I was walking down a busy street in Istanbul when I saw Beautiful World, Where Are You (2021) in the bookstore window. I knew Irish writer Sally Rooney had been working on a new novel, but I wasn’t aware that it would come out in 2021. I stopped and went in to grab a copy immediately; I felt drawn to the novel’s title–inspired by a phrase from a 1778 Friedrich Schiller poem “Schöne Welt, wo bist du?” Even before I knew anything about the characters and the plot (well, or its lackthereof), I sensed that I would like the book.
After all, I’ve been asking the same question in the past few years.
And I’m glad I was right.


Beautiful World revolves around four characters– Alice and Eileen, the two close friends who are about to turn thirty and the two men with whom they are romantically involved, Felix and Simon. Alice is an acclaimed writer who is recovering from a psychotic episode in a rural seaside town in Ireland, and Eileen works as a copy-editor in a small literary magazine in Dublin. Eileen and Alice’s stories unfold in thirty chapters, some of which are presented in the form of emails between the two. Through the meditative emails the protagonists exchange, the narrative delves deeper into the question of what it means to be human in the consistently unstable and chaotic world that we call home.

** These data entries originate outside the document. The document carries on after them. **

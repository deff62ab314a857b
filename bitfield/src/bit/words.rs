pub type Word = u64;

/// Number of bits held by a single [`Word`].
pub const WORD_BIT_LEN: u64 = Word::BITS as u64;

/// Number of bytes in the little-endian encoding of a single [`Word`].
pub const WORD_BYTE_LEN: usize = size_of::<Word>();

/// Number of words required to hold `bit_count` bits, i.e. `ceil(bit_count / 64)`.
///
/// Never overflows, including for `bit_count` close to `u64::MAX`.
///
/// ```
/// use bitfield::bit::words::word_count;
///
/// assert_eq!(word_count(0), 0);
/// assert_eq!(word_count(64), 1);
/// assert_eq!(word_count(65), 2);
/// assert_eq!(word_count(u64::MAX), 1 << 58);
/// ```
#[inline]
#[must_use]
pub fn word_count(bit_count: u64) -> usize {
    // A `Vec<Word>` of this many words could never be allocated anyway.
    usize::try_from(bit_count.div_ceil(WORD_BIT_LEN)).unwrap_or(usize::MAX)
}

/// Logical length of a word-derived vector: every bit of every word.
#[inline]
#[must_use]
pub fn bit_len_of(words: &[Word]) -> u64 {
    words.len() as u64 * WORD_BIT_LEN
}

/// Isolates the least-significant set bit of `word` by two's-complement negation.
#[inline]
#[must_use]
pub const fn lowest_set_bit(word: Word) -> Word {
    word & word.wrapping_neg()
}

/// Translation of a bit index into the owning word and the in-word mask.
#[must_use]
#[derive(Clone, Copy, Debug, PartialEq, Eq, Hash)]
pub struct WordAccessor {
    word_index: usize,
    bitmask: Word,
}

impl WordAccessor {
    /// Locates `index` within a word array. No bounds check happens here; callers compare
    /// `index` against their logical length first.
    #[inline]
    pub fn for_index(index: u64) -> Self {
        Self {
            word_index: usize::try_from(index / WORD_BIT_LEN).unwrap_or(usize::MAX),
            bitmask: 1 << (index % WORD_BIT_LEN),
        }
    }

    #[inline]
    #[must_use]
    pub fn word_index(&self) -> usize {
        self.word_index
    }

    #[inline]
    #[must_use]
    pub fn bitmask(&self) -> Word {
        self.bitmask
    }

    /// Value of the addressed bit, or `false` when the word is not present.
    #[inline]
    #[must_use]
    pub fn value_of(&self, words: &[Word]) -> bool {
        words
            .get(self.word_index)
            .is_some_and(|word| word & self.bitmask == self.bitmask)
    }

    /// Sets or clears the addressed bit. Does nothing when the word is not present.
    #[inline]
    pub fn set_value_of(&self, words: &mut [Word], to: bool) {
        if let Some(word) = words.get_mut(self.word_index) {
            if to {
                *word |= self.bitmask;
            } else {
                *word &= !self.bitmask;
            }
        }
    }
}

/// Ascending indices of the set bits of a word slice.
///
/// Each step isolates the lowest set bit of the current word, reports
/// `word_index * 64 + trailing_zeros`, and clears that bit, so the cost is
/// proportional to the number of set bits rather than to the word width.
#[derive(Clone, Debug)]
pub struct SetBitIndices<'life> {
    words: &'life [Word],
    word_index: usize,
    current: Word,
}

impl<'life> SetBitIndices<'life> {
    pub fn new(words: &'life [Word]) -> Self {
        Self {
            words,
            word_index: 0,
            current: words.first().copied().unwrap_or(0),
        }
    }
}

impl Iterator for SetBitIndices<'_> {
    type Item = u64;

    fn next(&mut self) -> Option<u64> {
        while self.current == 0 {
            self.word_index += 1;
            self.current = *self.words.get(self.word_index)?;
        }
        let lowest = lowest_set_bit(self.current);
        self.current ^= lowest;
        Some(self.word_index as u64 * WORD_BIT_LEN + u64::from(lowest.trailing_zeros()))
    }

    fn size_hint(&self) -> (usize, Option<usize>) {
        let remaining = self.current.count_ones() as usize
            + self
                .words
                .get(self.word_index + 1..)
                .map_or(0, |rest| rest.iter().map(|word| word.count_ones() as usize).sum());
        (remaining, Some(remaining))
    }
}

impl ExactSizeIterator for SetBitIndices<'_> {}

impl std::iter::FusedIterator for SetBitIndices<'_> {}

/// Little-endian encoding of `words` with trailing zero bytes removed.
///
/// Only the most-significant nonzero word can contribute zero bytes to the trimmed tail,
/// so the result is computed from its leading-zero count. All-zero input encodes as an
/// empty vector.
#[must_use]
pub fn trimmed_le_bytes(words: &[Word]) -> Vec<u8> {
    let Some(last_nonzero) = words.iter().rposition(|word| *word != 0) else {
        return Vec::new();
    };
    let significant = &words[..=last_nonzero];
    let mut bytes = Vec::with_capacity(significant.len() * WORD_BYTE_LEN);
    for word in significant {
        bytes.extend_from_slice(&word.to_le_bytes());
    }
    let zero_tail = (significant[last_nonzero].leading_zeros() / u8::BITS) as usize;
    bytes.truncate(bytes.len() - zero_tail);
    bytes
}

/// Reassembles little-endian `bytes` into exactly `word_count` words, zero-extending.
///
/// Returns `None` when `bytes` does not fit into `word_count` words.
#[must_use]
pub fn words_from_le_bytes(bytes: &[u8], word_count: usize) -> Option<Vec<Word>> {
    if bytes.len() > word_count.checked_mul(WORD_BYTE_LEN)? {
        return None;
    }
    let mut words = vec![0; word_count];
    for (word, chunk) in words.iter_mut().zip(bytes.chunks(WORD_BYTE_LEN)) {
        let mut buffer = [0u8; WORD_BYTE_LEN];
        buffer[..chunk.len()].copy_from_slice(chunk);
        *word = Word::from_le_bytes(buffer);
    }
    Some(words)
}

The story — of how the two friends met in college, Alice’s relationship with her parents, Eileen’s dysfunctional family, among other things–is layered and complex, yet mired in quotidian details. Many brilliant reviews have discussed the novel’s compelling form, its partial epistolary structure, Rooney’s revision of the 21st century romantic novel, and her metacommentary on the state of the contemporary Euro American novel. I can already envision all the academic papers that will be (perhaps, have been?) published exploring these fascinating elements of the novel. What really drew me to Beautiful World, however, was the emphasis on the characters’ yearning for connection. With themselves, each other, as well as with the world around them.
Throughout the novel, the maladies of the 21st century– anxieties about not only relationships and work but also about global catastrophes such as refugee crises and climate change — take center stage as Eileen and Alice seek a deeper, soulful connection. Alice writes early on:
I think of the twentieth century as one long question, and in the end we got the answer wrong. Aren’t we unfortunate babies to be born when the world ended? After that there was no chance for the planet, and no chance for us. Or maybe it was just the end of one civilization, ours, and at the same time in the future another will take its place. In that case we are standing in the last lighted room before the darkness, bearing witness to something.
pgs. 93-4
Rooney’s laconic, unembelished language in some chapters is strategic in this context, reflecting the lack of depth and intimacy that has come to characterize modern relationships. Despite their efforts to remain connected to each other and to the outside world through dinner parties, the news, social media, and emails, Alice and Eileen’s stories point to a disconnect between the practice and the theory–a disconnection that plagues their social circles, as well as the globalized world.
Eileen writes:
[…] I don’t want to live like this. I want to live differently. But looking at the internet, I don’t see many ideas worth dying for. The only idea on there seems to be that we should watch the immense human misery unfolding before us and just wait for the most immiserated, most oppressed people to turn around and tell us how to stop it. It seems that there exists a curiously unexplained belief that the conditions of exploitation will by themselves generate a solution to exploitation- and that to suggest otherwise is condescending and superior, like mansplaining. But what if the conditions don’t generate the solution? What if we are waiting for nothing, and all these people are suffering without the tools to end their own suffering? […] Oh, that’s all very well, but then, what action do I ever take? In my defence, I’m very tired and I don’t have any good ideas. Really my problem is that I’m annoyed at everyone else for not having all the answers, when I also have none. And who am I to ask for humility and openness from other people? What have I ever given the world to ask so much in return? I could disintegrate into a heap of dust, for all the world cares, and that’s as it should be.
pg. 75
As I was reading Beautiful World a few months ago, I ran into a meme on social media about Taylor’s Swift “All Too Well.” This was during the Fall when Red, Taylor’s Version came out. The meme made a joke about (a realistic one, let’s face it) how therapists in the U.S. that week didn’t even have to ask any follow up questions to their young women clients when they started to bawl their eyes out, having been listening to “All Too Well” and remembering all the past heartbreaks. The meme made me giggle; I, too, listened to the ten minute version of the song repeatedly. But then–
I remembered a conversation I had with my therapist the week Taliban invaded Afghanistan. I’d told her about how helpless I felt when I heard the news, and how I felt fear as a woman living in a country whose government seemed to recognize Taliban. She responded that the majority of her female clients had been triggered by the invasion, and that fear and feelings of despair were the focus of their sessions during that week. Having been cocooned in the safety of an academic life in the Midwest for a decade, I’d forgotten how upsetting and emotionally exhausting it is to be slapped with reality too often. I thought to myself–how unsafe and unprotected we as women must be feeling as members of our society to have a collective internal response to an invasion that took place almost two thousand miles away.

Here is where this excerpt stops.